Sirāt
- Walter Gasperi

- 6. Sept.
- 4 Min. Lesezeit

Ein Vater sucht bei Raves in der Wüste Marokkos seine Tochter und begibt sich dabei auf eine zunehmend gefährliche Reise: Oliver Laxe erzählt in seinem Roadmovie, das durch wummernde Techno-Musik und grandiose Wüstenbilder hypnotischen Sog entwickelt, verstörend von Verlust, Selbstfindung und Überwindung der Todesangst.
Ein Insert ist Oliver Laxes in Cannes mit dem Preis der Jury ausgezeichneten vierten Spielfilm vorangestellt, das informiert, dass Sirāt im Islam eine Brücke ist, die der Verstorbene auf dem Weg ins Paradies überqueren müsse. Diese Brücke sei aber so dünn wie ein Haar und so scharf wie ein Schwert, dass jederzeit der Absturz in die darunterliegende Hölle drohe.

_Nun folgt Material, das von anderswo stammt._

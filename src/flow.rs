use std::collections::HashMap;
use std::fs;
use std::path::Path;
use std::sync::Arc;

use chrono::{DateTime, Utc};
use dashmap::DashMap;
use schemars::JsonSchema;
use serde::{Deserialize, Serialize};
use serde_json::Value;
use thiserror::Error;
use tracing::{error, info};

use crate::value::ConditionOperator;

/// The only wire version the runtime accepts.
pub const FLOW_VERSION: &str = "1.0";

const NODE_TYPES: &[&str] = &[
    "start",
    "message",
    "collect_input",
    "llm_router",
    "knowledge_search",
    "tool_call",
    "condition",
    "escalate",
    "end",
];

/// A declarative conversational flow: a typed node graph plus variable and
/// tool declarations. Immutable while sessions run against it.
#[derive(Debug, Clone, Serialize, Deserialize, JsonSchema)]
#[serde(rename_all = "camelCase")]
pub struct Flow {
    pub version: String,
    pub id: String,
    pub name: String,
    #[serde(default, skip_serializing_if = "Option::is_none")]
    pub description: Option<String>,
    /// Id of the node `start_session` begins at.
    pub entry_node: String,
    pub nodes: Vec<FlowNode>,
    #[serde(default)]
    pub edges: Vec<Edge>,
    #[serde(default)]
    pub variables: Vec<VariableDecl>,
    #[serde(default)]
    pub tools: Vec<ToolDecl>,
    #[serde(default, skip_serializing_if = "Option::is_none")]
    pub metadata: Option<FlowMetadata>,

    #[serde(skip)]
    #[schemars(skip)]
    node_index: HashMap<String, usize>,
    #[serde(skip)]
    #[schemars(skip)]
    outgoing: HashMap<String, Vec<usize>>,
}

impl Flow {
    /// Builds the id → node and source → edges indexes. Must be called once
    /// after deserialisation; `from_json` and the registry do this for you.
    pub fn build(mut self) -> Self {
        let mut node_index = HashMap::with_capacity(self.nodes.len());
        for (i, node) in self.nodes.iter().enumerate() {
            node_index.insert(node.id.clone(), i);
        }
        let mut outgoing: HashMap<String, Vec<usize>> = HashMap::new();
        for (i, edge) in self.edges.iter().enumerate() {
            outgoing.entry(edge.source.clone()).or_default().push(i);
        }
        self.node_index = node_index;
        self.outgoing = outgoing;
        self
    }

    pub fn node(&self, id: &str) -> Option<&FlowNode> {
        self.node_index.get(id).map(|i| &self.nodes[*i])
    }

    /// Outgoing edges of a node in declaration order.
    pub fn outgoing_edges(&self, id: &str) -> Vec<&Edge> {
        self.outgoing
            .get(id)
            .map(|ixs| ixs.iter().map(|i| &self.edges[*i]).collect())
            .unwrap_or_default()
    }

    /// Parses and indexes a flow document, rejecting unsupported versions
    /// and unknown node types before the typed decode.
    pub fn from_json(json: &str) -> Result<Flow, FlowError> {
        let raw: Value = serde_json::from_str(json)?;

        let version = raw.get("version").and_then(Value::as_str).unwrap_or("");
        if version != FLOW_VERSION {
            return Err(FlowError::UnsupportedVersion(version.to_string()));
        }
        if let Some(nodes) = raw.get("nodes").and_then(Value::as_array) {
            for node in nodes {
                let kind = node.get("type").and_then(Value::as_str).unwrap_or("");
                if !NODE_TYPES.contains(&kind) {
                    return Err(FlowError::UnknownNodeType {
                        node_id: node
                            .get("id")
                            .and_then(Value::as_str)
                            .unwrap_or("?")
                            .to_string(),
                        node_type: kind.to_string(),
                    });
                }
            }
        }

        let flow: Flow = serde_json::from_value(raw)?;
        Ok(flow.build())
    }
}

/// One node of the graph. The per-kind payload lives under `config`,
/// discriminated by the wire field `type`.
#[derive(Debug, Clone, Serialize, Deserialize, JsonSchema)]
#[serde(rename_all = "camelCase")]
pub struct FlowNode {
    pub id: String,
    #[serde(flatten)]
    pub kind: NodeKind,
    #[serde(default)]
    pub name: String,
    #[serde(default)]
    pub position: Position,
}

#[derive(Debug, Clone, Default, PartialEq, Serialize, Deserialize, JsonSchema)]
pub struct Position {
    pub x: f64,
    pub y: f64,
}

#[derive(Debug, Clone, Serialize, Deserialize, JsonSchema)]
#[serde(tag = "type", content = "config", rename_all = "snake_case")]
pub enum NodeKind {
    Start(StartConfig),
    Message(MessageConfig),
    CollectInput(CollectInputConfig),
    LlmRouter(LlmRouterConfig),
    KnowledgeSearch(KnowledgeSearchConfig),
    ToolCall(ToolCallConfig),
    Condition(ConditionConfig),
    Escalate(EscalateConfig),
    End(EndConfig),
}
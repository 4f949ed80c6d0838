//! # Ember Demo
//!
//! Runs the torch emitter headless and logs what a renderer would receive.
//!
//! ```bash
//! # Defaults: 200ms period, 100 embers, 3 seconds
//! ember_demo
//!
//! # Shipped config, reproducible stream, per-ember logging
//! RUST_LOG=debug ember_demo --config data/ember.toml --seed 7 --seconds 30
//! ```

use clap::Parser;
use std::path::PathBuf;
use std::process::ExitCode;
use std::time::Duration;
use tracing_subscriber::EnvFilter;

use ember::{run_session, EmberResult, EmitterConfig, EmitterEvent};

/// Headless torch ember emitter.
#[derive(Parser, Debug)]
#[command(name = "ember_demo", version, about)]
struct Cli {
    /// TOML config file. Omitted keys use the torch defaults.
    #[arg(short, long)]
    config: Option<PathBuf>,

    /// How long to run, in seconds.
    #[arg(short, long, default_value_t = 3.0)]
    seconds: f64,

    /// Override the RNG seed.
    #[arg(long)]
    seed: Option<u64>,

    /// Override the buffer capacity.
    #[arg(long)]
    capacity: Option<usize>,

    /// Override the tick period in milliseconds.
    #[arg(long)]
    period_ms: Option<u64>,
}

impl Cli {
    fn resolve_config(&self) -> EmberResult<EmitterConfig> {
        let mut config = match &self.config {
            Some(path) => EmitterConfig::load(path)?,
            None => EmitterConfig::default(),
        };
        if let Some(seed) = self.seed {
            config = config.with_seed(seed);
        }
        if let Some(capacity) = self.capacity {
            config = config.with_capacity(capacity);
        }
        if let Some(period_ms) = self.period_ms {
            config = config.with_period_ms(period_ms);
        }
        config.validate()?;
        Ok(config)
    }
}

fn main() -> ExitCode {
    tracing_subscriber::fmt()
        .with_env_filter(EnvFilter::try_from_default_env().unwrap_or_else(|_| EnvFilter::new("info")))
        .with_target(false)
        .init();

    let cli = Cli::parse();

    let config = match cli.resolve_config() {
        Ok(config) => config,
        Err(e) => {
            tracing::error!("Invalid configuration: {e}");
            return ExitCode::FAILURE;
        }
    };

    let duration = match Duration::try_from_secs_f64(cli.seconds) {
        Ok(duration) => duration,
        Err(e) => {
            tracing::error!("Invalid --seconds {}: {e}", cli.seconds);
            return ExitCode::FAILURE;
        }
    };

    tracing::info!(
        "Running torch for {:.1}s: period={}ms capacity={} seed={:?}",
        duration.as_secs_f64(),
        config.period_ms,
        config.capacity,
        config.seed
    );

    let result = run_session(config, duration, |event| match event {
        EmitterEvent::Emitted { particle, evicted, len } => {
            tracing::debug!(
                "+ ember {} x={:+.1}% size={:.1}px life={:.2}s (live {len})",
                particle.id,
                particle.horizontal_offset,
                particle.size,
                particle.lifetime
            );
            if let Some(old) = evicted {
                tracing::debug!("- ember {} (#{})", old.id, old.sequence);
            }
        }
        EmitterEvent::Cleared { dropped } => {
            tracing::debug!("Torch extinguished, {dropped} embers removed");
        }
    });

    match result {
        Ok(summary) => {
            tracing::info!(
                "Done: {} ticks, {} evicted, peak {} live, {} live at teardown",
                summary.stats.ticks,
                summary.stats.evicted,
                summary.peak_len,
                summary.final_particles.len()
            );
            ExitCode::SUCCESS
        }
        Err(e) => {
            tracing::error!("Emitter failed: {e}");
            ExitCode::FAILURE
        }
    }
}
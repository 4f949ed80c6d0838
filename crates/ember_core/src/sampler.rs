//! # Particle Sampler
//!
//! Draws embers with each randomized field sampled independently and
//! uniformly from its range. Seeded samplers replay exactly; unseeded ones
//! pull a seed from OS entropy.

use rand::{Rng, SeedableRng};
use rand_chacha::ChaCha8Rng;

use crate::error::EmberResult;
use crate::particle::{Particle, ParticleId, SpawnRanges};

/// Random source for new particles.
#[derive(Clone, Debug)]
pub struct ParticleSampler {
    ranges: SpawnRanges,
    rng: ChaCha8Rng,
}

impl ParticleSampler {
    /// Creates a sampler over `ranges`.
    ///
    /// With `Some(seed)` the particle stream is reproducible.
    ///
    /// # Errors
    ///
    /// Returns [`EmberError::InvalidRange`](crate::EmberError::InvalidRange)
    /// if any range is malformed.
    pub fn new(ranges: SpawnRanges, seed: Option<u64>) -> EmberResult<Self> {
        ranges.validate()?;
        let rng = match seed {
            Some(seed) => ChaCha8Rng::seed_from_u64(seed),
            None => ChaCha8Rng::from_entropy(),
        };
        Ok(Self { ranges, rng })
    }

    /// The ranges particles are drawn from.
    #[inline]
    #[must_use]
    pub const fn ranges(&self) -> &SpawnRanges {
        &self.ranges
    }

    /// Draws one particle tagged with `sequence`.
    pub fn sample(&mut self, sequence: u64) -> Particle {
        Particle {
            id: ParticleId(self.rng.gen()),
            sequence,
            horizontal_offset: self.ranges.offset.sample(&mut self.rng),
            size: self.ranges.size.sample(&mut self.rng),
            lifetime: self.ranges.lifetime.sample(&mut self.rng),
        }
    }
}
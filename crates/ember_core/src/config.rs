//! # Emitter Configuration
//!
//! Loaded once at startup, validated once, then frozen. Every field is
//! optional in TOML and falls back to the torch defaults in
//! [`constants`](crate::constants).
//!
//! ```toml
//! period_ms = 200
//! capacity = 100
//!
//! [ranges.size]
//! min = 4.0
//! max = 12.0
//! ```

use serde::{Deserialize, Serialize};
use std::path::Path;
use std::time::Duration;

use crate::constants::{DEFAULT_CAPACITY, DEFAULT_PERIOD_MS};
use crate::error::{EmberError, EmberResult};
use crate::particle::SpawnRanges;

/// Construction-time settings for an emitter.
#[derive(Clone, Debug, PartialEq, Serialize, Deserialize)]
#[serde(default, deny_unknown_fields)]
pub struct EmitterConfig {
    /// Time between ticks, in milliseconds.
    pub period_ms: u64,
    /// Maximum particles retained at once.
    pub capacity: usize,
    /// Ranges the randomized particle fields are drawn from.
    pub ranges: SpawnRanges,
    /// Fixed RNG seed. `None` seeds from OS entropy.
    #[serde(skip_serializing_if = "Option::is_none")]
    pub seed: Option<u64>,
}

impl Default for EmitterConfig {
    fn default() -> Self {
        Self {
            period_ms: DEFAULT_PERIOD_MS,
            capacity: DEFAULT_CAPACITY,
            ranges: SpawnRanges::default(),
            seed: None,
        }
    }
}

impl EmitterConfig {
    /// Overrides the buffer capacity.
    #[must_use]
    pub const fn with_capacity(mut self, capacity: usize) -> Self {
        self.capacity = capacity;
        self
    }

    /// Overrides the tick period.
    #[must_use]
    pub const fn with_period_ms(mut self, period_ms: u64) -> Self {
        self.period_ms = period_ms;
        self
    }

    /// Pins the RNG seed.
    #[must_use]
    pub const fn with_seed(mut self, seed: u64) -> Self {
        self.seed = Some(seed);
        self
    }

    /// Overrides the spawn ranges.
    #[must_use]
    pub const fn with_ranges(mut self, ranges: SpawnRanges) -> Self {
        self.ranges = ranges;
        self
    }

    /// Tick period as a [`Duration`].
    #[inline]
    #[must_use]
    pub const fn period(&self) -> Duration {
        Duration::from_millis(self.period_ms)
    }

    /// Checks capacity, period and every range.
    ///
    /// # Errors
    ///
    /// Returns the first problem found.
    pub fn validate(&self) -> EmberResult<()> {
        if self.capacity == 0 {
            return Err(EmberError::InvalidCapacity(self.capacity));
        }
        if self.period_ms == 0 {
            return Err(EmberError::InvalidPeriod);
        }
        self.ranges.validate()
    }

    /// Parses and validates a TOML document.
    ///
    /// # Errors
    ///
    /// Returns [`EmberError::ConfigParse`] for malformed TOML, or a
    /// validation error.
    pub fn from_toml_str(text: &str) -> EmberResult<Self> {
        let config: Self =
            toml::from_str(text).map_err(|e| EmberError::ConfigParse(e.to_string()))?;
        config.validate()?;
        Ok(config)
    }

    /// Reads, parses and validates a TOML file.
    ///
    /// # Errors
    ///
    /// Returns [`EmberError::ConfigIo`] if the file cannot be read, otherwise
    /// as [`EmitterConfig::from_toml_str`].
    pub fn load(path: impl AsRef<Path>) -> EmberResult<Self> {
        let path = path.as_ref();
        let text = std::fs::read_to_string(path).map_err(|e| EmberError::ConfigIo {
            path: path.display().to_string(),
            reason: e.to_string(),
        })?;
        let config = Self::from_toml_str(&text)?;
        tracing::debug!(
            "Loaded emitter config from {}: period={}ms capacity={}",
            path.display(),
            config.period_ms,
            config.capacity
        );
        Ok(config)
    }
}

Von Anfang an macht der französisch-spanische Regisseur damit klar, dass die äußere Reise, von der sein Film erzählt, vor allem als Allegorie auf das menschliche Leben und eine Selbstfindung zu lesen ist. Gleichzeitig funktioniert "Sirāt" mit den Gefahren, mit denen die Protagonist:innen auf ihrer Reise konfrontiert werden, aber auch als packendes Genrekino.
Dokumentarisch wirkt der Beginn, wenn in der Wüste Marokkos am Fuß einer Felswand mächtige Boxentürme für einen Rave aufgebaut werden, und nach Soundchecks bald die Teilnehmer:innen zu den wummernden Techno-Beats in tranceartigen Tanz fallen.

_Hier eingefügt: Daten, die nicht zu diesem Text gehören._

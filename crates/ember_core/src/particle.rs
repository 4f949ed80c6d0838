//! # Particle Model
//!
//! An ember is a plain value: the emitter samples it once and never touches
//! it again. Animation (rise, fade, shrink) is the renderer's job, driven by
//! the fields below.

use rand::Rng;
use serde::{Deserialize, Serialize};
use std::fmt;

use crate::constants::{DEFAULT_LIFETIME_RANGE, DEFAULT_OFFSET_RANGE, DEFAULT_SIZE_RANGE};
use crate::error::{EmberError, EmberResult};

/// Opaque particle identifier.
///
/// Drawn at random on emission. Collisions are possible and tolerated: the
/// id only keys render reconciliation.
#[derive(Clone, Copy, Debug, PartialEq, Eq, Hash, Serialize, Deserialize)]
#[serde(transparent)]
pub struct ParticleId(pub u64);

impl fmt::Display for ParticleId {
    fn fmt(&self, f: &mut fmt::Formatter<'_>) -> fmt::Result {
        write!(f, "{:016x}", self.0)
    }
}

/// A single ember.
#[derive(Clone, Copy, Debug, PartialEq, Serialize, Deserialize)]
pub struct Particle {
    /// Render key.
    pub id: ParticleId,
    /// Emission index within the current lifecycle, starting at 1.
    pub sequence: u64,
    /// Lateral displacement from the torch centre (percent).
    pub horizontal_offset: f32,
    /// Visual size (pixels).
    pub size: f32,
    /// How long the ember's animation runs (seconds).
    pub lifetime: f32,
}

/// Closed interval `[min, max]` a randomized field is drawn from.
#[derive(Clone, Copy, Debug, PartialEq, Serialize, Deserialize)]
#[serde(deny_unknown_fields)]
pub struct SpawnRange {
    /// Inclusive lower bound.
    pub min: f32,
    /// Inclusive upper bound.
    pub max: f32,
}

impl SpawnRange {
    /// Creates a range. Not validated until [`SpawnRange::validate`].
    #[inline]
    #[must_use]
    pub const fn new(min: f32, max: f32) -> Self {
        Self { min, max }
    }

    /// Degenerate range that always yields `value`.
    #[inline]
    #[must_use]
    pub const fn fixed(value: f32) -> Self {
        Self { min: value, max: value }
    }

    /// Checks both bounds are finite and ordered, and that the interval is
    /// narrow enough to sample without overflowing `f32`.
    ///
    /// # Errors
    ///
    /// Returns [`EmberError::InvalidRange`] naming `field` otherwise.
    pub fn validate(&self, field: &'static str) -> EmberResult<()> {
        // The uniform sampler scales the width by 1 / (1 - EPSILON).
        let sampleable = (self.span() / (1.0 - f32::EPSILON)).is_finite();
        if self.min.is_finite() && self.max.is_finite() && self.min <= self.max && sampleable {
            Ok(())
        } else {
            Err(EmberError::InvalidRange {
                field,
                min: self.min,
                max: self.max,
            })
        }
    }

    /// Returns true if `value` lies inside the closed interval.
    #[inline]
    #[must_use]
    pub fn contains(&self, value: f32) -> bool {
        value >= self.min && value <= self.max
    }

    /// Width of the interval.
    #[inline]
    #[must_use]
    pub fn span(&self) -> f32 {
        self.max - self.min
    }

    /// Draws a uniform value from the interval.
    ///
    /// The range must have passed [`SpawnRange::validate`].
    #[inline]
    pub(crate) fn sample<R: Rng + ?Sized>(&self, rng: &mut R) -> f32 {
        // Clamp guards against float rounding at the upper edge.
        rng.gen_range(self.min..=self.max).clamp(self.min, self.max)
    }
}

impl From<(f32, f32)> for SpawnRange {
    fn from((min, max): (f32, f32)) -> Self {
        Self::new(min, max)
    }
}

/// The three randomized particle fields and their ranges.
#[derive(Clone, Copy, Debug, PartialEq, Serialize, Deserialize)]
#[serde(default, deny_unknown_fields)]
pub struct SpawnRanges {
    /// Range for [`Particle::horizontal_offset`].
    pub offset: SpawnRange,
    /// Range for [`Particle::size`].
    pub size: SpawnRange,
    /// Range for [`Particle::lifetime`].
    pub lifetime: SpawnRange,
}

impl Default for SpawnRanges {
    fn default() -> Self {
        Self {
            offset: DEFAULT_OFFSET_RANGE.into(),
            size: DEFAULT_SIZE_RANGE.into(),
            lifetime: DEFAULT_LIFETIME_RANGE.into(),
        }
    }
}

impl SpawnRanges {
    /// Validates every range.
    ///
    /// # Errors
    ///
    /// Returns the first [`EmberError::InvalidRange`] found.
    pub fn validate(&self) -> EmberResult<()> {
        self.offset.validate("offset")?;
        self.size.validate("size")?;
        self.lifetime.validate("lifetime")
    }

    /// Returns true if every randomized field of `particle` is in range.
    #[must_use]
    pub fn admits(&self, particle: &Particle) -> bool {
        self.offset.contains(particle.horizontal_offset)
            && self.size.contains(particle.size)
            && self.lifetime.contains(particle.lifetime)
    }
}

#[cfg(test)]
mod tests {
    use super::*;
    use rand::SeedableRng;
    use rand_chacha::ChaCha8Rng;

    #[test]
    fn test_default_ranges_match_torch() {
        let ranges = SpawnRanges::default();
        assert_eq!(ranges.offset, SpawnRange::new(-50.0, 50.0));
        assert_eq!(ranges.size, SpawnRange::new(4.0, 12.0));
        assert_eq!(ranges.lifetime, SpawnRange::new(2.0, 5.0));
        assert!(ranges.validate().is_ok());
    }

    #[test]
    fn test_range_rejects_inverted_bounds() {
        let err = SpawnRange::new(5.0, 1.0).validate("size").unwrap_err();
        assert_eq!(
            err,
            EmberError::InvalidRange {
                field: "size",
                min: 5.0,
                max: 1.0
            }
        );
    }

    #[test]
    fn test_range_rejects_non_finite() {
        assert!(SpawnRange::new(f32::NAN, 1.0).validate("offset").is_err());
        assert!(SpawnRange::new(0.0, f32::INFINITY).validate("offset").is_err());
        assert!(SpawnRange::new(f32::NEG_INFINITY, 0.0).validate("offset").is_err());
    }

    #[test]
    fn test_range_rejects_overflowing_width() {
        let err = SpawnRange::new(-3.0e38, 3.0e38).validate("offset").unwrap_err();
        assert!(matches!(err, EmberError::InvalidRange { field: "offset", .. }));
        assert!(SpawnRange::new(f32::MIN, f32::MAX).validate("offset").is_err());
        assert!(SpawnRange::new(0.0, f32::MAX).validate("offset").is_err());
    }

    #[test]
    fn test_wide_but_sampleable_range_samples() {
        let range = SpawnRange::new(-1.0e38, 1.0e38);
        assert!(range.validate("offset").is_ok());
        let mut rng = ChaCha8Rng::seed_from_u64(4);
        for _ in 0..1_000 {
            assert!(range.contains(range.sample(&mut rng)));
        }
    }

    #[test]
    fn test_sample_stays_in_closed_range() {
        let mut rng = ChaCha8Rng::seed_from_u64(9);
        let range = SpawnRange::new(-50.0, 50.0);
        for _ in 0..10_000 {
            let v = range.sample(&mut rng);
            assert!(range.contains(v), "{v} escaped {range:?}");
        }
    }

    #[test]
    fn test_fixed_range_always_yields_value() {
        let mut rng = ChaCha8Rng::seed_from_u64(1);
        let range = SpawnRange::fixed(3.5);
        assert!(range.validate("lifetime").is_ok());
        for _ in 0..100 {
            assert_eq!(range.sample(&mut rng), 3.5);
        }
    }

    #[test]
    fn test_particle_id_display_is_hex() {
        assert_eq!(ParticleId(255).to_string(), "00000000000000ff");
    }
}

Eine Spielfilmhandlung kommt in den Film, wenn der knapp 60-jährige Luis (Sergi López) sich mit seinem zwölfjährigen Sohn Esteban (Bruno Núñez) unter die Raver mischt und ihnen ein Foto von seiner Tochter zeigt, die vor mehreren Monaten bei so einem Event verschwunden sein soll.
Weder erhält man Hintergrundinformationen über Luis und seinen Sohn noch über die Raver. Ganz im Hier und jetzt spielt dieses Wüsten-Roadmovie, in dem Sergi López und Bruno Núñez die einzigen professionellen Schauspieler sind, während alle anderen Rollen mit Laien besetzt wurden.
Von Anfang an erzeugt dabei die Technomusik des französischen DJs Kangding Ray in Verbindung mit Mauro Herces körnigen 16-mm-Aufnahmen der rotbraunen Sandsteinberge oder endlos weiter Wüstenebenen einen Sog, der auch die Zuschauer:innen in einen tranceartigen Zustand fallen lässt und bis zum letzten Ton während des Abstands nicht mehr loslässt.
Weil niemand etwas über die Tochter von Luis weiß, aber erwähnt wird, dass es im Süden an der Grenze zu Mauretanien einen weiteren Rave gebe, schließen sich Vater und Sohn mit ihrem Van den Ravern an. Die weltpolitische Lage kommt dabei ins Spiel, wenn von einem Krieg und sogar dem Dritten Weltkrieg gesprochen wird, das Militär die Veranstaltung auflöst und den Tross der Camper, Vans und Geländewagen eskortiert.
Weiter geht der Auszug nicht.